What about 2023? CMS is extending the 2022 rules through 2023. When you watch this video, the rules for 2023 are the same as described for 2022.
- Medical practices need to know CMS’s split or shared services policy rules
- Shared or split services are Evaluation and Management (E/M) services performed jointly between a physician and a non-physician practitioner (NPP), in the same group, in a facility setting.
- Services may include both face-to-face and non-face-to-face activities.
- Services billed using the physician’s NPI are paid at a higher rate than those billed by a non-physician practitioner.
- CMS states that the service should be reported by the clinician who performs a substantive portion of the visit.
- In 2023, the substantive portion may be based on time or one of the key components. In 2022, CMS said that looking forward to 2023, time alone would be used to determine the substantive portion. However, they are continuing the 2022 rules in 2023.
- Shared services may not be performed in place of service 11.
- HCPCS modifier for 1-1-2022 FS- Split (or shared) Evaluation and Management service
See also Medicare Incident to and Shared Services Coding Guide
Overview of CMS’s 2022 shared or split services rule changes
Services that can be reported as shared or split
E/M services may be billed as shared or split services when provided in a facility setting. Prior to 2022, they could be provided in an office setting if they also met the requirements for incident-to billing. CMS is no longer allowing shared services in an office setting, although incident-to services in the office are still allowed.
Specifically, office and other outpatient codes 99202–99215 can be billed as shared services in a facility setting, that is, an outpatient department. Inpatient hospital services, observation services and emergency department visits can also be billed as shared services. Beginning in 2022, nursing facility services can be billed as shared services, except for the mandated visits which must be performed by a physician in the nursing facilities participation of care rules. Beginning in 2022, critical care services jointly performed by a physician and a non-physician practitioner can be billed as shared or split services.

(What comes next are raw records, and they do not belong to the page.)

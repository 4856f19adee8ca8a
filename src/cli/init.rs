//! Init command implementation

use anyhow::{Context, Result, bail};
use std::path::Path;

use valtrix::Config;
use valtrix::gamification::SqliteStore;

/// Default configuration content for valtrix init
pub const DEFAULT_CONFIG: &str = r#"# Valtrix Configuration
# =====================
#
# Omitted keys use their defaults.

# ============================================================================
# DATABASE - Streaks, achievements, points and levels
# ============================================================================
#
#   path - SQLite file (default: ~/.valtrix/gamification.db)

[database]

# ============================================================================
# QUEUE - Operations made offline, replayed when connectivity returns
# ============================================================================
#
#   storage_dir          - Local storage directory (default: ~/.valtrix/storage)
#   storage_key          - Key the queue is stored under
#   max_retries          - Failed sync attempts before an operation is dropped
#   dead_letter_capacity - Dropped operations kept for inspection

[queue]
storage_key = "valtrix_offline_queue"
max_retries = 3
dead_letter_capacity = 50

# ============================================================================
# GAMIFICATION - Daily check-in rewards
# ============================================================================

[gamification]
check_in_points = 10
check_in_streak = "daily_prospecting"
"#;

/// Write the config file and seed the achievement catalog
pub fn init_command(config_path: &Path, force: bool) -> Result<()> {
    if config_path.exists() && !force {
        bail!(
            "Configuration already exists: {}\nUse --force to overwrite.",
            config_path.display()
        );
    }

    if let Some(parent) = config_path.parent().filter(|p| !p.as_os_str().is_empty()) {
        std::fs::create_dir_all(parent)
            .with_context(|| format!("Failed to create {}", parent.display()))?;
    }

    std::fs::write(config_path, DEFAULT_CONFIG)
        .with_context(|| format!("Failed to write {}", config_path.display()))?;
    println!("Created: {}", config_path.display());

    let config = Config::from_file(config_path)?;
    let store = SqliteStore::open(&config.database.path)?;
    let seeded = store.seed_default_catalog()?;
    println!(
        "Database: {} ({} achievements seeded)",
        config.database.path.display(),
        seeded
    );

    Ok(())
}
//! Data models for the gamification engine
//!
//! Per-user records stored in the gamification database plus the statistics
//! snapshot that unlock evaluation reads.

use chrono::{DateTime, NaiveDate, Utc};
use serde::{Deserialize, Serialize};

use super::definitions::Metric;
use super::levels::{DEFAULT_XP_TO_NEXT_LEVEL, Level};
use super::streaks::Streak;

/// Cumulative or per-day sales counters
#[derive(Debug, Clone, Default, PartialEq, Serialize, Deserialize)]
pub struct MetricTotals {
    pub contacts: u64,
    pub calls: u64,
    pub meetings: u64,
    pub deals: u64,
    pub revenue: f64,
}

impl MetricTotals {
    /// Value of one metric as a comparable number
    pub fn get(&self, metric: Metric) -> f64 {
        match metric {
            Metric::Contacts => self.contacts as f64,
            Metric::Calls => self.calls as f64,
            Metric::Meetings => self.meetings as f64,
            Metric::Deals => self.deals as f64,
            Metric::Revenue => self.revenue,
        }
    }
}

/// Statistics snapshot used by unlock evaluation and progress display
#[derive(Debug, Clone, Default)]
pub struct ActivityStats {
    pub streaks: Vec<Streak>,
    pub totals: MetricTotals,
    pub today: MetricTotals,
}

impl ActivityStats {
    /// Current count of a named streak (0 if the user has none)
    pub fn streak_count(&self, streak_type: &str) -> u32 {
        self.streaks
            .iter()
            .find(|s| s.streak_type == streak_type)
            .map(|s| s.current_count)
            .unwrap_or(0)
    }
}

/// Record of a user having unlocked an achievement
#[derive(Debug, Clone, PartialEq, Serialize, Deserialize)]
pub struct UserAchievement {
    pub user_id: String,
    pub achievement_id: String,
    pub unlocked_at: DateTime<Utc>,
    pub progress: u8,
}

/// A level up event
#[derive(Debug, Clone, PartialEq, Eq)]
pub struct LevelUp {
    pub old_level: u32,
    pub new_level: u32,
    pub new_title: String,
}

/// Per-user points, level and cumulative totals
#[derive(Debug, Clone, PartialEq, Serialize, Deserialize)]
pub struct UserGamification {
    pub user_id: String,
    pub total_points: u64,
    pub current_level: u32,
    pub xp_current: u64,
    pub xp_to_next_level: u64,
    pub totals: MetricTotals,
}

impl UserGamification {
    /// Defaults for a user that has never earned points
    pub fn new(user_id: impl Into<String>) -> Self {
        Self {
            user_id: user_id.into(),
            total_points: 0,
            current_level: 1,
            xp_current: 0,
            xp_to_next_level: DEFAULT_XP_TO_NEXT_LEVEL,
            totals: MetricTotals::default(),
        }
    }

    pub fn title(&self) -> &'static str {
        Level::title_for(self.current_level)
    }

    /// Progress within the current level (0.0 - 1.0)
    pub fn level_progress(&self) -> f32 {
        if self.xp_to_next_level == 0 {
            return 1.0;
        }
        (self.xp_current as f32 / self.xp_to_next_level as f32).min(1.0)
    }

    /// Add points to the total and to the XP bar, then level up as many
    /// times as the XP allows.
    pub fn add_points(&mut self, points: u64) -> Option<LevelUp> {
        self.total_points = self.total_points.saturating_add(points);
        self.xp_current = self.xp_current.saturating_add(points);
        self.normalize_level()
    }

    /// Restore `xp_current < xp_to_next_level`, advancing levels as needed
    fn normalize_level(&mut self) -> Option<LevelUp> {
        let old_level = self.current_level.max(1);
        self.current_level = old_level;
        if self.xp_to_next_level == 0 {
            self.xp_to_next_level = Level::xp_to_next(self.current_level, 0);
        }

        while self.xp_current >= self.xp_to_next_level {
            self.xp_current -= self.xp_to_next_level;
            self.current_level += 1;
            self.xp_to_next_level = Level::xp_to_next(self.current_level, self.xp_to_next_level);
        }

        (self.current_level > old_level).then(|| LevelUp {
            old_level,
            new_level: self.current_level,
            new_title: self.title().to_string(),
        })
    }

    /// Overwrite the cumulative fields named in `update`
    pub fn apply_totals(&mut self, update: &TotalsUpdate) {
        if let Some(contacts) = update.contacts {
            self.totals.contacts = contacts;
        }
        if let Some(calls) = update.calls {
            self.totals.calls = calls;
        }
        if let Some(meetings) = update.meetings {
            self.totals.meetings = meetings;
        }
        if let Some(deals) = update.deals {
            self.totals.deals = deals;
        }
        if let Some(revenue) = update.revenue {
            self.totals.revenue = revenue;
        }
    }
}

/// Partial overwrite of cumulative totals; `None` fields are left as they are
#[derive(Debug, Clone, Default, PartialEq, Serialize, Deserialize)]
pub struct TotalsUpdate {
    pub contacts: Option<u64>,
    pub calls: Option<u64>,
    pub meetings: Option<u64>,
    pub deals: Option<u64>,
    pub revenue: Option<f64>,
}

/// One day's sales check-in submitted by a user
#[derive(Debug, Clone, PartialEq, Serialize, Deserialize)]
pub struct CheckIn {
    pub date: NaiveDate,
    #[serde(default)]
    pub activity: MetricTotals,
}
//! CLI command implementations

pub mod gamification;
pub mod init;
pub mod queue;
impl SqliteStore {
    /// Open or create the database at a specific path
    pub fn open(path: &Path) -> Result<Self> {
        if let Some(parent) = path.parent() {
            std::fs::create_dir_all(parent).with_context(|| {
                format!("Failed to create gamification dir: {}", parent.display())
            })?;
        }

        let conn = Connection::open(path)
            .with_context(|| format!("Failed to open gamification db: {}", path.display()))?;

        conn.pragma_update(None, "journal_mode", "WAL")?;
        conn.pragma_update(None, "synchronous", "NORMAL")?;
        conn.pragma_update(None, "foreign_keys", "ON")?;

        Self::from_connection(conn)
    }

    /// Private in-memory database, used by tests and dry runs
    pub fn open_in_memory() -> Result<Self> {
        let conn = Connection::open_in_memory().context("Failed to open in-memory db")?;
        conn.pragma_update(None, "foreign_keys", "ON")?;
        Self::from_connection(conn)
    }

    fn from_connection(conn: Connection) -> Result<Self> {
        let store = Self {
            conn: Arc::new(Mutex::new(conn)),
        };
        store.init_schema()?;
        Ok(store)
    }

    fn conn(&self) -> MutexGuard<'_, Connection> {
        self.conn.lock().expect("Gamification DB lock poisoned")
    }

    fn init_schema(&self) -> Result<()> {
        let conn = self.conn();
        conn.execute_batch(SCHEMA_SQL)?;
        drop(conn);
        self.run_migrations()
    }

    fn run_migrations(&self) -> Result<()> {
        let conn = self.conn();

        let version: i32 = conn
            .query_row("SELECT COALESCE(MAX(version), 0) FROM schema_version", [], |r| r.get(0))
            .unwrap_or(0);

        // Migration 2: catalogs created before tiers existed
        if version < 2 {
            let has_tier: bool = conn
                .prepare("SELECT COUNT(*) FROM pragma_table_info('achievements') WHERE name = 'tier'")
                .and_then(|mut s| s.query_row([], |r| r.get::<_, i32>(0)))
                .map(|c| c > 0)
                .unwrap_or(false);

            if !has_tier {
                conn.execute_batch(
                    "ALTER TABLE achievements ADD COLUMN tier TEXT NOT NULL DEFAULT 'bronze';",
                )?;
            }
            conn.execute("INSERT OR REPLACE INTO schema_version VALUES (2)", [])?;
        }

        Ok(())
    }

    /// Seed catalog entries that are not present yet, leaving edited rows alone
    pub fn seed_catalog(&self, catalog: &[Achievement]) -> Result<usize> {
        let conn = self.conn();
        let mut inserted = 0;
        for achievement in catalog {
            inserted += conn.execute(
                r#"INSERT OR IGNORE INTO achievements
                   (id, name, description, icon, category, requirement_type,
                    requirement_value, requirement_metric, points, tier, is_active)
                   VALUES (?1, ?2, ?3, ?4, ?5, ?6, ?7, ?8, ?9, ?10, ?11)"#,
                achievement_params(achievement),
            )?;
        }
        Ok(inserted)
    }

    /// Seed the built-in sales catalog
    pub fn seed_default_catalog(&self) -> Result<usize> {
        self.seed_catalog(&default_catalog())
    }
}

type AchievementParams<'a> = (
    &'a str,
    &'a str,
    &'a str,
    &'a str,
    &'static str,
    &'static str,
    f64,
    Option<&'a str>,
    u32,
    &'static str,
    bool,
);

fn achievement_params(a: &Achievement) -> AchievementParams<'_> {
    (
        a.id.as_str(),
        a.name.as_str(),
        a.description.as_str(),
        a.icon.as_str(),
        a.category.as_str(),
        a.requirement.kind(),
        a.requirement.threshold(),
        a.requirement.metric_name(),
        a.points,
        a.tier.as_str(),
        a.active,
    )
}

/// Raw achievement columns, decoded outside the rusqlite row callback
struct AchievementRow {
    id: String,
    name: String,
    description: String,
    icon: String,
    category: String,
    requirement_type: String,
    requirement_value: f64,
    requirement_metric: Option<String>,
    points: u32,
    tier: String,
    active: bool,
}

impl AchievementRow {
    fn from_row(row: &Row<'_>) -> rusqlite::Result<Self> {
        Ok(Self {
            id: row.get(0)?,
            name: row.get(1)?,
            description: row.get(2)?,
            icon: row.get(3)?,
            category: row.get(4)?,
            requirement_type: row.get(5)?,
            requirement_value: row.get(6)?,
            requirement_metric: row.get(7)?,
            points: row.get(8)?,
            tier: row.get(9)?,
            active: row.get(10)?,
        })
    }

    fn decode(self) -> Result<Achievement, StoreDecodeError> {
        Ok(Achievement {
            category: AchievementCategory::parse(&self.category)?,
            requirement: Requirement::from_parts(
                &self.requirement_type,
                self.requirement_value,
                self.requirement_metric.as_deref(),
            )?,
            tier: AchievementTier::parse(&self.tier)?,
            id: self.id,
            name: self.name,
            description: self.description,
            icon: self.icon,
            points: self.points,
            active: self.active,
        })
    }
}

CMS’s Final Rule uses the term “nonfacility” and “noninstutional” to describe place of service. However, it is really helpful to consider CPT place of service codes. Office and other outpatient services (99202–99215) reported in place of service 11 office may not be reported as shared services. Office and other outpatient codes in place of service 19 or 22, outpatient hospital, may be reported as shared services.
The substantive portion
In 2022, and still in effect for 2023.
In the Final Rule, they note that withdrawn manual sections contained different definitions of the requirements. “For example, one section defined substantive portion as any face-to-face portion of the visit, while another section defined it as one of the three key components of an E/M service—either the history of the present illness (HPI), physical exam, and/or MDM.”[1] (Let’s leave aside the fact that the HPI is only one part of the key component of history.) In this section, the rule does say
“Given recent changes in the CPT E/M Guidelines, HPI and physical exam are no longer necessarily included in all E/M visits…”
CMS is setting different definitions of substantive for 2022 and 2023
CMS’s 2022 shared or split services policy is different than the rules for 2023.
CMS requires the shared visit be reported under the provider number of the physician or non-physician practitioner who has performed a substantive portion of the visit. If the physician is not performing a substantive portion of the service, then CMS believes the rate of payment should be at the 85% rate, paid for NPP services.
For 2023, an extension of the transitional period, they are defining a substantive portion of the service as the practitioner who performed more than 50% of the time of the visit, or the practitioner who performed and documented in its entirety either the history, exam, or medical decision-making portion of the note. Because these office and other outpatient visit codes do not have specific history and exam requirements, it makes sense to use MDM as the component for 99202–99215, if not using time. “We are clarifying that when one of the three key components is used as the substantive portion in 2022, the practitioner who bills the visit must perform that component in its entirety in order to bill. For example, if history is used as the substantive portion and both practitioners take part of the history, the billing practitioner must perform the level of history required to select the visit level billed.”[2]
Office visits in an outpatient department use either time or MDM. If the physician performs and documents all of the assessment and plan, then consider that the substantive portion. If the physician spends more than 50% of the time, consider that the substantive portion. If using time as the substantive portion, each clinician should document the time they spent. If neither of those is true, bill under the NPP provider number.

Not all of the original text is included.